__WORK INSTRUCTIONS__:
Pick out each line of the records in which the word "attempt" appears.

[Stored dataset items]
━━━
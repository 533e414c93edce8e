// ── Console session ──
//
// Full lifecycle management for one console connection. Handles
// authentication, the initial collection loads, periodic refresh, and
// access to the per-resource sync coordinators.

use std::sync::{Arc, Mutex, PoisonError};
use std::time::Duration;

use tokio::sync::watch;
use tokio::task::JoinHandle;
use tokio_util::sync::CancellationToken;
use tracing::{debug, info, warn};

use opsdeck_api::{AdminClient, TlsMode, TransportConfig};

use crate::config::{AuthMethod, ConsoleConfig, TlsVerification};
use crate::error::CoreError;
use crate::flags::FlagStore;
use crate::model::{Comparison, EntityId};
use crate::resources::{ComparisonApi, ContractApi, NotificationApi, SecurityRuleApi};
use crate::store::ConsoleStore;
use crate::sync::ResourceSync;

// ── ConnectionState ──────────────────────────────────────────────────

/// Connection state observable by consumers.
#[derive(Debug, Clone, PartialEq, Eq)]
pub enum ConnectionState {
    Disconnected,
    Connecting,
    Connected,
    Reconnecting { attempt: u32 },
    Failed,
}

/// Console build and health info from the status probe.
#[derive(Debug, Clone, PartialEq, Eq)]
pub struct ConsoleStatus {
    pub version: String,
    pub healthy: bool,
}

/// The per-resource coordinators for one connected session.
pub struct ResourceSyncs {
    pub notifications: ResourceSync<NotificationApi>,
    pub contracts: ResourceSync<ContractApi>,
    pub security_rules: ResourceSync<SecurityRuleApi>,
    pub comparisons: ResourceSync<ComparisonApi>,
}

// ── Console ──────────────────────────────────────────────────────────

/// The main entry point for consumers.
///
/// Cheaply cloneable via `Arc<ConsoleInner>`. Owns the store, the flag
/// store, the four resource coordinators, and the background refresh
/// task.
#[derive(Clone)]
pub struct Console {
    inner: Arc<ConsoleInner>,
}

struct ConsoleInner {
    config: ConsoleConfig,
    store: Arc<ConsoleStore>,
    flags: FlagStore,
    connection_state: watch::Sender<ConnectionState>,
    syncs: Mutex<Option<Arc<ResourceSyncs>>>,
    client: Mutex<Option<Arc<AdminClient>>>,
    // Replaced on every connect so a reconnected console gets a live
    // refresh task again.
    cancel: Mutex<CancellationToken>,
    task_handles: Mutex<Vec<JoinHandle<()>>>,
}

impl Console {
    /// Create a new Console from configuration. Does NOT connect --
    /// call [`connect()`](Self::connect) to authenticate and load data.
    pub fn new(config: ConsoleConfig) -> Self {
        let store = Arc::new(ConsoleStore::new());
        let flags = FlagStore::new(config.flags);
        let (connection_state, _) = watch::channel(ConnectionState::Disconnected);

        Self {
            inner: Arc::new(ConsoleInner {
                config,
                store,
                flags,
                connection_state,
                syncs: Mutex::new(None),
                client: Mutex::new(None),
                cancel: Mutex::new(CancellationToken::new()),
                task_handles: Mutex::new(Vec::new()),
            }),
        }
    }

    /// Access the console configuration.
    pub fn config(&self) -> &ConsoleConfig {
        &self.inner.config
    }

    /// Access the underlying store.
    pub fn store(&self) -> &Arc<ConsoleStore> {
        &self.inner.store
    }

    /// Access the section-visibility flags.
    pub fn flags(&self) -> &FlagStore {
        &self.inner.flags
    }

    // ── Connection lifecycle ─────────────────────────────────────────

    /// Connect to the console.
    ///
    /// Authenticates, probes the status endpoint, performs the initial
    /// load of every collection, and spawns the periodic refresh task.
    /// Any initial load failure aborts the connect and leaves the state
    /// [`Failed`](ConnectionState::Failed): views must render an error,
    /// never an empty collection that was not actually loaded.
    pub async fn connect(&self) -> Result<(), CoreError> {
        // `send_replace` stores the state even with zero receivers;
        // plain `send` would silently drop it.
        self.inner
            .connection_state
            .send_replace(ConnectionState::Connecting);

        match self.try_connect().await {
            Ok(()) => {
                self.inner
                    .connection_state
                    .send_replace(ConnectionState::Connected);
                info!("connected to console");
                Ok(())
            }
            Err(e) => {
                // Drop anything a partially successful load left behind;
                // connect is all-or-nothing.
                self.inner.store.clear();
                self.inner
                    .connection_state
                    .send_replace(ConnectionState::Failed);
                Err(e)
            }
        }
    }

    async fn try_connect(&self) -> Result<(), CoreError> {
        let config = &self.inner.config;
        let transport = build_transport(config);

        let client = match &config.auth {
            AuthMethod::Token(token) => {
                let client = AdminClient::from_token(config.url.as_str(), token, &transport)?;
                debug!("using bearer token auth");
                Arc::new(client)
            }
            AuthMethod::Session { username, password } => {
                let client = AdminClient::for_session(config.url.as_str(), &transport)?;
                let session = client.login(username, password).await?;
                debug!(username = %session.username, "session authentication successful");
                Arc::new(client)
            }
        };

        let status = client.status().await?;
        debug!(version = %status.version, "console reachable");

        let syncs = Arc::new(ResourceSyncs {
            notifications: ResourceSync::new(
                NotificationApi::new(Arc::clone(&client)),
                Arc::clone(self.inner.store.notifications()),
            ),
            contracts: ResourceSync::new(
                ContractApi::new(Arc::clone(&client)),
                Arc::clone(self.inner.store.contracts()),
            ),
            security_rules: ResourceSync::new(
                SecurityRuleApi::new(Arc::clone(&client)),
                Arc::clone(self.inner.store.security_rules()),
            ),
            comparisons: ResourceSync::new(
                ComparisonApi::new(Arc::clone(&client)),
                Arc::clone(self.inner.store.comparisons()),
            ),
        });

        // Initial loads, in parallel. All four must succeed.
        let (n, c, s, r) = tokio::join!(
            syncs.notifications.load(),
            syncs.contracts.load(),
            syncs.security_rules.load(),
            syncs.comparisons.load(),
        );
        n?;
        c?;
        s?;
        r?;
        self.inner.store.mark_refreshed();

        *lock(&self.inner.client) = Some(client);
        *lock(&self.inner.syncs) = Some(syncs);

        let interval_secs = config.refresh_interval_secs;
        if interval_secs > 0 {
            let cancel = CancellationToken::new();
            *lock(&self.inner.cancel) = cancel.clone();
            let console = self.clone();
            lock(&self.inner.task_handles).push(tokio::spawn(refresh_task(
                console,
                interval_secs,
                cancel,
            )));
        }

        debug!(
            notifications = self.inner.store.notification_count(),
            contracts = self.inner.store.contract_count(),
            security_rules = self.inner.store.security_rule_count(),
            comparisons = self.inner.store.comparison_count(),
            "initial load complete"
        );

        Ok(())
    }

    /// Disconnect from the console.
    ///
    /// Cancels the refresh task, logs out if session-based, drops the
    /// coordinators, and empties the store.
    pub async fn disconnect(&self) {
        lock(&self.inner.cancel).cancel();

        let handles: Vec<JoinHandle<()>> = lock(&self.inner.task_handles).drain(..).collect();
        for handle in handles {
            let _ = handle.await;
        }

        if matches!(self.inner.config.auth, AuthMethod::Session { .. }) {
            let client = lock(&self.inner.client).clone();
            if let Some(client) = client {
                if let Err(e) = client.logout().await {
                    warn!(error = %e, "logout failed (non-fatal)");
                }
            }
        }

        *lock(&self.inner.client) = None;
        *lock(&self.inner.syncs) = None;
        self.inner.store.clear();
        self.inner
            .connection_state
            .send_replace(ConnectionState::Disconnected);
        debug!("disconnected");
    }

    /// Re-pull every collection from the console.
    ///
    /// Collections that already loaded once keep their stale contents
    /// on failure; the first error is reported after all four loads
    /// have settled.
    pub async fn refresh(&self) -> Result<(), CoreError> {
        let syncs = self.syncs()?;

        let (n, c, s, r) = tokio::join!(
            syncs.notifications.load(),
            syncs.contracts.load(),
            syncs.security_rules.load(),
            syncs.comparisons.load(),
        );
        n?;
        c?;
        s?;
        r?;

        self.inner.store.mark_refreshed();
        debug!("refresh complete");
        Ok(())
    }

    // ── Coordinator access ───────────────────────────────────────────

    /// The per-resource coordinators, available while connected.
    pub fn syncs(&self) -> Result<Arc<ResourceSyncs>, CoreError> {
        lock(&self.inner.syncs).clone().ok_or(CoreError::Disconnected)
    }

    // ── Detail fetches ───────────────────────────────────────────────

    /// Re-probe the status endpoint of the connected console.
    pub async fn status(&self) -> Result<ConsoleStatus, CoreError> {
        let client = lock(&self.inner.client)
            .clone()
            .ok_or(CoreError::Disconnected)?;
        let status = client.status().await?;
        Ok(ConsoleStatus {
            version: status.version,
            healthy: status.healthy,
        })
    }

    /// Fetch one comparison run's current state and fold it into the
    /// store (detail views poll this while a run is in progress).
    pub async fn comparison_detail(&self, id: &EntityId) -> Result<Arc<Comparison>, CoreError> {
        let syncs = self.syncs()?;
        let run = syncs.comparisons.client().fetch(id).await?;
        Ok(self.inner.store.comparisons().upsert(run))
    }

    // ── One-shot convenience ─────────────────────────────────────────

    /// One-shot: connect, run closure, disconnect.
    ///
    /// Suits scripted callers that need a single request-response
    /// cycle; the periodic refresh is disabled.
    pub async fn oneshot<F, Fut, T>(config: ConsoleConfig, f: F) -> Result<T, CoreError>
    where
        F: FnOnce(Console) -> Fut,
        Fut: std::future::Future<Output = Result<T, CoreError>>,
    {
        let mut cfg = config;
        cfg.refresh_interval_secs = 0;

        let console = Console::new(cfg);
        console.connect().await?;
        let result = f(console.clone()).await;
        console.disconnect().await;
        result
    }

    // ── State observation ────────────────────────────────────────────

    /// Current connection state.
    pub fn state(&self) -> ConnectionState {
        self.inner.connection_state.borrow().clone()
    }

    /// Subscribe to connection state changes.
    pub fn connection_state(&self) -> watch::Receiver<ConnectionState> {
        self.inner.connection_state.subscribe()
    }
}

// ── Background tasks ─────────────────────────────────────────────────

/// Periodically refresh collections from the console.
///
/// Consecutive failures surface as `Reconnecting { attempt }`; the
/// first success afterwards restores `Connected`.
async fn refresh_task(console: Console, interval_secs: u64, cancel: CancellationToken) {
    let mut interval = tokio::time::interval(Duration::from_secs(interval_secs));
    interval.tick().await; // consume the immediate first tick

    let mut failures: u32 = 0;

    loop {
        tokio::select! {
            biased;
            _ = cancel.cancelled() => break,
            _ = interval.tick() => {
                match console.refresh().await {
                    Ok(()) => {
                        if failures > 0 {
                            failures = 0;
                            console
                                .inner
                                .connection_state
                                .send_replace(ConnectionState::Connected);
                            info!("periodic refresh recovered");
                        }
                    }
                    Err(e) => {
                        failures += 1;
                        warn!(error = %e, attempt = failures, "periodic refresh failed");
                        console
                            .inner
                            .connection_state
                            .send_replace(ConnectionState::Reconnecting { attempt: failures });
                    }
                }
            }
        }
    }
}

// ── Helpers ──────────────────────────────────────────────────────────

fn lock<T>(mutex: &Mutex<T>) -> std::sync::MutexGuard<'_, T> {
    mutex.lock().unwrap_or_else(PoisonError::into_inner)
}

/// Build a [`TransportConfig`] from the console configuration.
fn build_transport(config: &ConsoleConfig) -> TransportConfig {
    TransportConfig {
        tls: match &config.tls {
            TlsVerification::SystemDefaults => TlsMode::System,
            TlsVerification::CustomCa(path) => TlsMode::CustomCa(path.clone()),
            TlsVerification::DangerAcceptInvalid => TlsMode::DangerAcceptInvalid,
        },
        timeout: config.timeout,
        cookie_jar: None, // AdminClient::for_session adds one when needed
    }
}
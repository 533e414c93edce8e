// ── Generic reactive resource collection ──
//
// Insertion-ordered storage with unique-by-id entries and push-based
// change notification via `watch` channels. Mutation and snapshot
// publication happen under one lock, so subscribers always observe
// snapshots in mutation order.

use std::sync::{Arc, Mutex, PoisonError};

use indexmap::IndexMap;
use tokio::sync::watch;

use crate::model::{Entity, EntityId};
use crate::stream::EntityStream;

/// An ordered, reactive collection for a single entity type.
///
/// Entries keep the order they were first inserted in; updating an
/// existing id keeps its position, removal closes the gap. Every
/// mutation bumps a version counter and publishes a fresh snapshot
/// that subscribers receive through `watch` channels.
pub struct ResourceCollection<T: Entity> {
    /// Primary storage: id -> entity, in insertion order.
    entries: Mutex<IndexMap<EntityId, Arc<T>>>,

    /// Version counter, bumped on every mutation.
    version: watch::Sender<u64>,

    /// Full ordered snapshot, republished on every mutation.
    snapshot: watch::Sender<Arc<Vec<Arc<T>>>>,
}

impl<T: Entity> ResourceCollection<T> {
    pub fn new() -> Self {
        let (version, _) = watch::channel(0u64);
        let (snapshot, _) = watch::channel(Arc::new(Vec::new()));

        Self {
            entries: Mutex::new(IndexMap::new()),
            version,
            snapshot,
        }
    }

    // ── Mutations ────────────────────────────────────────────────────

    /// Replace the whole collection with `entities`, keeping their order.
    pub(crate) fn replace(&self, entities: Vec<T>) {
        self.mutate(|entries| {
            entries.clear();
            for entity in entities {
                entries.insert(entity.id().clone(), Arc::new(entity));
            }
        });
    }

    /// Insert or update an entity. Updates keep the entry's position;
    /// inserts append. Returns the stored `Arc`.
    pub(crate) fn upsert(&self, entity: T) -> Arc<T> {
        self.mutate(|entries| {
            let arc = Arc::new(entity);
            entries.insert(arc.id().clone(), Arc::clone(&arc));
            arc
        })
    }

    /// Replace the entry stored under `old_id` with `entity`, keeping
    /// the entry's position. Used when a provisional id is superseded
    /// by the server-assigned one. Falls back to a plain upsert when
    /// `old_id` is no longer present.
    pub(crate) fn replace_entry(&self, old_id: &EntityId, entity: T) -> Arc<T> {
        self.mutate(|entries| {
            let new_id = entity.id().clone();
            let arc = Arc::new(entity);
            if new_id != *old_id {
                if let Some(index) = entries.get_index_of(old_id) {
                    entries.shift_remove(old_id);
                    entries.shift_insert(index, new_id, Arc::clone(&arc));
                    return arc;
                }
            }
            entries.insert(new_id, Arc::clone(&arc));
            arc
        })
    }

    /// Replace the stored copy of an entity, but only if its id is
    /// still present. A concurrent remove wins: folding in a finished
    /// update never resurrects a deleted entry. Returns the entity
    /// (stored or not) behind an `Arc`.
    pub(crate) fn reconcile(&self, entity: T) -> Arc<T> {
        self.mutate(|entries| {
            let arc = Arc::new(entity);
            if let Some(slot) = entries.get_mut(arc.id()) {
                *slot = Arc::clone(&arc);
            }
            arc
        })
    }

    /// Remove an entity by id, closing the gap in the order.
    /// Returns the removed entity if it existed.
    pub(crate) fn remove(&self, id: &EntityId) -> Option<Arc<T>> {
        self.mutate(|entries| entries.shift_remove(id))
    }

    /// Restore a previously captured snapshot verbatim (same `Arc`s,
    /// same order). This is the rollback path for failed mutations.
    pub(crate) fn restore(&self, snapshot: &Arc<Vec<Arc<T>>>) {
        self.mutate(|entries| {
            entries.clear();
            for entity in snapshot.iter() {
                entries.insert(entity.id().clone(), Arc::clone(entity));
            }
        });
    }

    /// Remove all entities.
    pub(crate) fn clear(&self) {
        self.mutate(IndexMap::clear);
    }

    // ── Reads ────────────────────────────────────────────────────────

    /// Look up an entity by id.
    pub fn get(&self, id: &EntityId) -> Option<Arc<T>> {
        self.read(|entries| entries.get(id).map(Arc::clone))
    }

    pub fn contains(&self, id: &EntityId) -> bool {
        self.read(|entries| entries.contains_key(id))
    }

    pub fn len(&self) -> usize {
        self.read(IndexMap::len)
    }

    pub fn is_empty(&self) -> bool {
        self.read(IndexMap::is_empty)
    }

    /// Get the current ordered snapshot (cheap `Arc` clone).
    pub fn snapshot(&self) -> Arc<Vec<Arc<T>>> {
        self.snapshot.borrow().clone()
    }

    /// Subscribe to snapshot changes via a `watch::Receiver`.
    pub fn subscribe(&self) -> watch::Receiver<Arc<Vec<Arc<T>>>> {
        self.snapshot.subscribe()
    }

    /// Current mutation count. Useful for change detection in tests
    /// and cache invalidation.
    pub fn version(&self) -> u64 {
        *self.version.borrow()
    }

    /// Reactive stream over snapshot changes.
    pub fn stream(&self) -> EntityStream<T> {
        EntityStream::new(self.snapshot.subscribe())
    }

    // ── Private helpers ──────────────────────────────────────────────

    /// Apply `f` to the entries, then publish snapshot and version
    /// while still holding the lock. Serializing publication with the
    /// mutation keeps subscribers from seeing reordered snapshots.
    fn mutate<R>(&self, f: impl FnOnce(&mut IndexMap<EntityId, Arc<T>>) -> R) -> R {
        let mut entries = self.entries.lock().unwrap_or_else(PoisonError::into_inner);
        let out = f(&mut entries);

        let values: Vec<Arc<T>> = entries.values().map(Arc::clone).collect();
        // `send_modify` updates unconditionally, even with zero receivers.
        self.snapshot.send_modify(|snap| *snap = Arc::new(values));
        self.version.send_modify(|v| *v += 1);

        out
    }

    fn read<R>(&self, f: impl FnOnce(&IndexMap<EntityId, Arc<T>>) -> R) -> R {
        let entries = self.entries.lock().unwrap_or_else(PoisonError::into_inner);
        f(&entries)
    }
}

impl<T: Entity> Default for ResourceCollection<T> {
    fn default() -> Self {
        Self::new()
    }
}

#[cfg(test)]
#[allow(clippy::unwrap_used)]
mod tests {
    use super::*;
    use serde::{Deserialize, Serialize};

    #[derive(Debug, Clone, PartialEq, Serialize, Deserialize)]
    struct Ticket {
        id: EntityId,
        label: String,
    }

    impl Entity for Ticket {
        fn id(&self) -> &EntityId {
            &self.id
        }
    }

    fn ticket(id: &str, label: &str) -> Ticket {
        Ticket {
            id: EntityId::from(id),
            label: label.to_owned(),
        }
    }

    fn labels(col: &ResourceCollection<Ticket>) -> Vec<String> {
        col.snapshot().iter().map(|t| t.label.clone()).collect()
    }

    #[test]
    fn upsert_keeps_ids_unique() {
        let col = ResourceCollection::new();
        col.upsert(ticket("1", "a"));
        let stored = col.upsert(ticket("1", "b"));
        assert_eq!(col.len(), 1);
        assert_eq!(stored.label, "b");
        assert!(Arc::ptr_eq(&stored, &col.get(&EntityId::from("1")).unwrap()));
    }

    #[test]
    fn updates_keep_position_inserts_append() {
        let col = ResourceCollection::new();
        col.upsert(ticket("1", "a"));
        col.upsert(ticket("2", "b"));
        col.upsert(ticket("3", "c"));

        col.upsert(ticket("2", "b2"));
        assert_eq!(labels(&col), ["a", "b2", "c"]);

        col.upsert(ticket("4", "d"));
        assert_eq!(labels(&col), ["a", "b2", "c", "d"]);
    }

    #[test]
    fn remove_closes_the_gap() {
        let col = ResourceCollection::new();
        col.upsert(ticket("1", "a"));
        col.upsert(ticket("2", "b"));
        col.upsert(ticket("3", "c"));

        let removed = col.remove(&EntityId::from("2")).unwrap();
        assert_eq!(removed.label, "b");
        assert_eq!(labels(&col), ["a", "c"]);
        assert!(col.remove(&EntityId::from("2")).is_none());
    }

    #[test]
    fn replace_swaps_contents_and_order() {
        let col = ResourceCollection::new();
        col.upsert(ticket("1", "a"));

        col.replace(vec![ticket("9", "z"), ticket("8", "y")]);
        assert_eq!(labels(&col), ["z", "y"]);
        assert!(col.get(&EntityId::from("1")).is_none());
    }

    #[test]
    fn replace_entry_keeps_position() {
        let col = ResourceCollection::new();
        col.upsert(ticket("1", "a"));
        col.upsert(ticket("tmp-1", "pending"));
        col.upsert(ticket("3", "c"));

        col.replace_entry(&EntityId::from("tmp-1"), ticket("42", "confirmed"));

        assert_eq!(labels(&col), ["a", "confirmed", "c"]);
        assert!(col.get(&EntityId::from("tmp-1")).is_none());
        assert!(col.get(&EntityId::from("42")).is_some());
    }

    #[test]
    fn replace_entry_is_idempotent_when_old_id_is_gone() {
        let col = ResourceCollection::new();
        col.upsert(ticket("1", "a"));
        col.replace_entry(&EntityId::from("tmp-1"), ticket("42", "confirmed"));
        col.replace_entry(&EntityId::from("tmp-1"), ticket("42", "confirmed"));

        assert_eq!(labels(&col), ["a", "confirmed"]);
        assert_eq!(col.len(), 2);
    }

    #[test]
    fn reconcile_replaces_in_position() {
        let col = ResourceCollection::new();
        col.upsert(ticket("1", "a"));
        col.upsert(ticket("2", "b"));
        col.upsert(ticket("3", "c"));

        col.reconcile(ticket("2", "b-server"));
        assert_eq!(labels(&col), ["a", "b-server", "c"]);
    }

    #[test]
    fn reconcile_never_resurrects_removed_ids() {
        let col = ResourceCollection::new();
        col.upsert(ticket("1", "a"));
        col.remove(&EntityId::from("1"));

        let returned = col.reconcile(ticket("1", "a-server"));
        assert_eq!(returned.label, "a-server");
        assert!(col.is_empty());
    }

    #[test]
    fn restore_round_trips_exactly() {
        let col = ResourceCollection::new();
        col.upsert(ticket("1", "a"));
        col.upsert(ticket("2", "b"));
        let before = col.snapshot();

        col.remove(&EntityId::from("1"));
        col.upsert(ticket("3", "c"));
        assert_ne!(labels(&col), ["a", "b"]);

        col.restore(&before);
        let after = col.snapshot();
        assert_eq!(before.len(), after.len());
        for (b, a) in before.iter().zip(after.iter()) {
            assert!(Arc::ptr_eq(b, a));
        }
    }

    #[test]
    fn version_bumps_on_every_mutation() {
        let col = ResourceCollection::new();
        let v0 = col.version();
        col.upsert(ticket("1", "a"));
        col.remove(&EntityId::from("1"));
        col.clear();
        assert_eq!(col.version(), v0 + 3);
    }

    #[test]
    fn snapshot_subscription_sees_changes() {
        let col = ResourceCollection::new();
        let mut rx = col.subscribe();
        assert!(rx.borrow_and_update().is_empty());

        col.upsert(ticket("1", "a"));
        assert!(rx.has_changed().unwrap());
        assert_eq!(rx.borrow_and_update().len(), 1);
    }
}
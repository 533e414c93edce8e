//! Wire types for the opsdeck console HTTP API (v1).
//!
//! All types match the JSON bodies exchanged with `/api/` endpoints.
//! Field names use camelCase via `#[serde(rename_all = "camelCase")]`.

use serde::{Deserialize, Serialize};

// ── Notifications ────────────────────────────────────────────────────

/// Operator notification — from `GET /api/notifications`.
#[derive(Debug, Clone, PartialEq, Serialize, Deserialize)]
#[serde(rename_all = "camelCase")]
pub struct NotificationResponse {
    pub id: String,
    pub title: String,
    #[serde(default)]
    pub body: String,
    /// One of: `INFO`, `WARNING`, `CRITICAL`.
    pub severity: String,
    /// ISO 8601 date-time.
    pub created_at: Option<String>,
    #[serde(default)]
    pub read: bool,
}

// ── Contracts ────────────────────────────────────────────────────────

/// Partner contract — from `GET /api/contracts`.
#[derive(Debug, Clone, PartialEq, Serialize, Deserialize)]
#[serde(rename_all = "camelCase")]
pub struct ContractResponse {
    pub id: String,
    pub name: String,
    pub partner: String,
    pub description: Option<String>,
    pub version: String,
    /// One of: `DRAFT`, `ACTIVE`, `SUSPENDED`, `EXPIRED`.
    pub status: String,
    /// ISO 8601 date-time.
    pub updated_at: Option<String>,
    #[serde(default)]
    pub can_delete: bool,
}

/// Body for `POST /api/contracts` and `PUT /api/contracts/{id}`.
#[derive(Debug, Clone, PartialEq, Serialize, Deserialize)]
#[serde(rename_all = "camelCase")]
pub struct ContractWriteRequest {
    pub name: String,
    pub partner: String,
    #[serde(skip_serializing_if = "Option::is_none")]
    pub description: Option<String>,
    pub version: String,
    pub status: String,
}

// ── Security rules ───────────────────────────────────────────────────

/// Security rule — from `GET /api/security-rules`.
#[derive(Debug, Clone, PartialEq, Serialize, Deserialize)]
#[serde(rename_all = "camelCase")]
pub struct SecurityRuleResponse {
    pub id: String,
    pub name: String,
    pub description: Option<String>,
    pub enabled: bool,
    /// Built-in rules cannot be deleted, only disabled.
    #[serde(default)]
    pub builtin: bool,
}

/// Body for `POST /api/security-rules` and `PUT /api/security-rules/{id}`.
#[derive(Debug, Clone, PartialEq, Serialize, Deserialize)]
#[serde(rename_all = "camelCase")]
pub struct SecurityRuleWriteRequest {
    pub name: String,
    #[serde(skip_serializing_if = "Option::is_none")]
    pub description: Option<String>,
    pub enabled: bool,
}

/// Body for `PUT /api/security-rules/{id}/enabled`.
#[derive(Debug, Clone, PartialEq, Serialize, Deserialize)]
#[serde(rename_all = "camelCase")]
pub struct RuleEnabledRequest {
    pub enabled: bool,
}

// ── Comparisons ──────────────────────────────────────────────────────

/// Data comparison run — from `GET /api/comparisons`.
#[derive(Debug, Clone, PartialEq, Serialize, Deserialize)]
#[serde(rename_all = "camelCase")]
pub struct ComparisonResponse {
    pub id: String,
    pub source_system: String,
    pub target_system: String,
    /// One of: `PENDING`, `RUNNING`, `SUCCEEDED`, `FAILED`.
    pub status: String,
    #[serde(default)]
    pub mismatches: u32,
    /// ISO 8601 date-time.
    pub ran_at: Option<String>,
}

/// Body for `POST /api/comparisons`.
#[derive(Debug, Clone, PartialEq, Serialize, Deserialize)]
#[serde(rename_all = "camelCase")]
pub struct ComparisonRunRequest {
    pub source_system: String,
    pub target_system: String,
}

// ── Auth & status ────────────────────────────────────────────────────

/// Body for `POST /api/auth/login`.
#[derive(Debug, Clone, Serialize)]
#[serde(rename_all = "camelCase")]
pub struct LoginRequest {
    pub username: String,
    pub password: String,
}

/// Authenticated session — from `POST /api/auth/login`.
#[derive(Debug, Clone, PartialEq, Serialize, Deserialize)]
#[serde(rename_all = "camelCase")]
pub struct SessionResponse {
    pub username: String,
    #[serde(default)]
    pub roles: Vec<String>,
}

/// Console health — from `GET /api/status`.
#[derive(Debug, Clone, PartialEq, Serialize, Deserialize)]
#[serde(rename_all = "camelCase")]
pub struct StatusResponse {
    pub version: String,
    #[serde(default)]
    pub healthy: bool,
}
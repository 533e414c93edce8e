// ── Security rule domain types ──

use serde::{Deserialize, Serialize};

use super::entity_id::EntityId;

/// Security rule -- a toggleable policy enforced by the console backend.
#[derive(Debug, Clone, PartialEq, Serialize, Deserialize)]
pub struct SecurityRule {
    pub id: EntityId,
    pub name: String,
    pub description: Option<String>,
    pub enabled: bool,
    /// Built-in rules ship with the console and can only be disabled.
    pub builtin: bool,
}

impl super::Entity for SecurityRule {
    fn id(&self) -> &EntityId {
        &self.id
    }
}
━━━
__EXPECTED ANSWER__:
    Reconnecting { attempt: u32 },
/// Consecutive failures surface as `Reconnecting { attempt }`; the
                        warn!(error = %e, attempt = failures, "periodic refresh failed");
                            .send_replace(ConnectionState::Reconnecting { attempt: failures });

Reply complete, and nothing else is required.